HKSH Health Series

“Ask Dr. HKSH” - Brain Tumours at A Glance



 


Q1. What is a brain tumour? How is it categorised?
Brain tumours refer to the growth of abnormal cells in the brain. They can be benign or malignant: the former tend to grow at a slower rate than the latter.  While benign tumours usually stay in one place, malignant tumours may move with the cerebrospinal fluid and spread to the other parts of the brain, even the connecting cervical vertebrae.

By cell origin, brain tumours can also be categorised as primary or metastatic. The most common type of primary brain tumour is glioma. Some of them are very aggressive, some less so. Among the very aggressive ones, globlastoma multiforme is the most common. Other gliomas include oligodendroglioma and astrocytoma.

Meningioma and other relatively benign tumours such as acoustic neuroma are also primary tumours. There are secondary or metastatic tumours. They originate from other parts of the body except the brain, and reach the brain through the bloodstream. Metastatic tumours are most common in lung cancer, breast cancer, etc.

Q2. What are the symptoms of brain tumours?
The symptoms of brain tumours vary with size, location and lesion number. Intracranial pressure increases with tumour size, and the larger the pressure, the poorer the condition. A brain tumour will affect vision if it grows near the optic centre, or cause such symptoms as limb weakness if located in the motor cortex. A variety of symptoms may occur in case of multiple tumours.

Brain tumours may also lead to hydrocephalus. Symptoms may worsen if inflammation occurs in the periphery of tumours and causes edema. A brain tumour in the ventricle may affect the circulation and discharge of cerebrospinal fluid, causing hydrocephalus with symptoms such as headache, epilepsy or nausea.

Q3. How are brain tumours being diagnosed?
Imaging modalities such as computed tomography (CT),magnetic resonance imaging (MRI), etc.  are mostly used in brain tumour diagnosis. In case of secondary or metastatic tumours, whole body scanning such as positron emission tomography/computed tomography (PET/CT) is performed to detect the tumour origin. Biopsy or pathological examination is also conducted. To confirm tumour characteristics, neurosurgeons will perform a local brain tissue biopsy when necessary.   

Q4. What are the treatments for brain tumours?
There are three types of brain tumour treatment, namely surgery, radiotherapy and medication. Each can be carried out alone or in combination with others, depending on tumour pathology. Conventional surgery like craniotomy can be performed more precisely with brain mapping for functional measurement, ultrasound or other imaging methods during surgery.  Small tumours can be treated by minimally invasive surgery to reduce complications.

The mainstay of radiotherapy for brain tumours are photon therapy and proton therapy.
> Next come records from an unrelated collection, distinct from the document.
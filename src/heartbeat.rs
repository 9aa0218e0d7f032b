//! Two-phase liveness watchdog.
//!
//! Phase 1 waits `interval` for inbound traffic. When it elapses quietly a probe is due and
//! phase 2 waits `ack_timeout` for the acknowledgment. Any inbound frame, the acknowledgment
//! included, puts the watchdog back into phase 1. An unanswered phase 2 expires the channel.
//!
//! The watchdog owns no timers: the connection loop sleeps until [`Watchdog::deadline`] and
//! then calls [`Watchdog::poll`].

use std::time::Duration;

use tokio::time::Instant;

use crate::config::HeartbeatConfig;

/// What the connection loop has to do after [`Watchdog::poll`].
#[non_exhaustive]
#[derive(Debug, Clone, Copy, PartialEq, Eq)]
pub enum WatchdogAction {
    /// Send the probe on the regular send path
    SendProbe,
    /// No acknowledgment arrived in time; force-close the channel
    Expired,
}

#[derive(Debug, Clone, Copy, PartialEq, Eq)]
enum Phase {
    Stopped,
    Idle { deadline: Instant },
    AwaitingAck { deadline: Instant },
}

#[derive(Debug)]
pub struct Watchdog {
    enabled: bool,
    interval: Duration,
    ack_timeout: Duration,
    // A single phase keeps at most one of the two timers armed.
    phase: Phase,
}

impl Watchdog {
    #[must_use]
    pub fn new(config: &HeartbeatConfig) -> Self {
        Self {
            enabled: config.enabled,
            interval: config.interval,
            ack_timeout: config.ack_timeout,
            phase: Phase::Stopped,
        }
    }

    /// Arm phase 1. Does nothing when heartbeats are disabled.
    pub fn start(&mut self, now: Instant) {
        if self.enabled {
            self.phase = Phase::Idle {
                deadline: now + self.interval,
            };
        }
    }

    pub fn stop(&mut self) {
        self.phase = Phase::Stopped;
    }

    /// Inbound traffic (or the acknowledgment) proves the channel is alive.
    pub fn record_activity(&mut self, now: Instant) {
        if self.is_running() {
            self.phase = Phase::Idle {
                deadline: now + self.interval,
            };
        }
    }

    #[must_use]
    pub fn deadline(&self) -> Option<Instant> {
        match self.phase {
            Phase::Stopped => None,
            Phase::Idle { deadline } | Phase::AwaitingAck { deadline } => Some(deadline),
        }
    }

    #[must_use]
    pub fn is_running(&self) -> bool {
        self.phase != Phase::Stopped
    }

    #[must_use]
    pub fn is_awaiting_ack(&self) -> bool {
        matches!(self.phase, Phase::AwaitingAck { .. })
    }

    #[must_use]
    pub fn ack_timeout(&self) -> Duration {
        self.ack_timeout
    }

    /// Advance the watchdog if its deadline has passed.
    pub fn poll(&mut self, now: Instant) -> Option<WatchdogAction> {
        match self.phase {
            Phase::Idle { deadline } if now >= deadline => {
                self.phase = Phase::AwaitingAck {
                    deadline: now + self.ack_timeout,
                };
                Some(WatchdogAction::SendProbe)
            }
            Phase::AwaitingAck { deadline } if now >= deadline => {
                self.phase = Phase::Stopped;
                Some(WatchdogAction::Expired)
            }
            _ => None,
        }
    }
}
By duration of treatment, radiotherapy can be categorised as conventionally fractionated radiotherapy and stereotactic body radiation therapy (SBRT), the latter of which uses high dose and requires fewer treatments.  Generally speaking, benign tumours are less invasive. With SBRT, high-dose radiation can be delivered directly to the tumour site once or several times with high precision. Patients with malignant tumours or irregular large mass may need conventionally fractionated radiotherapy with longer treatment duration, usually up to 5 or 6 weeks.

The choice of medication for treating brain tumour is limited. Oral chemotherapy drugs such as Temodal is usually prescribed for treating globlastoma multiforme, while Carboplatin injections may be administered to children with brain tumours. 

Q5. What are the treatment side effects?
The side effects differ from treatment to treatment. In surgery, surgeons will try their best to remove tumours with minimal harm to patients. While highly invasive tumours may not be removed completely by surgery, the residual parts can be treated by radiotherapy and pharmacological means.

By comparison, patients suffer less severe side effects and discomfort after 5 to 6 weeks of radiotherapy, e.g. tiredness, headache, loss of appetite. It can cause vomiting if the cerebral edema or hydrocephalus worsens during treatment. Doctors will look into all possible causes based on the patients’ condition. If the symptoms are mild, steroids may be prescribed to alleviate treatment-related edema.

As a major side effect of chemotherapy, bone marrow suppression can result in lower immunity after treatment. Other possible side effects include hair loss and bowel discomfort, such as vomiting, etc.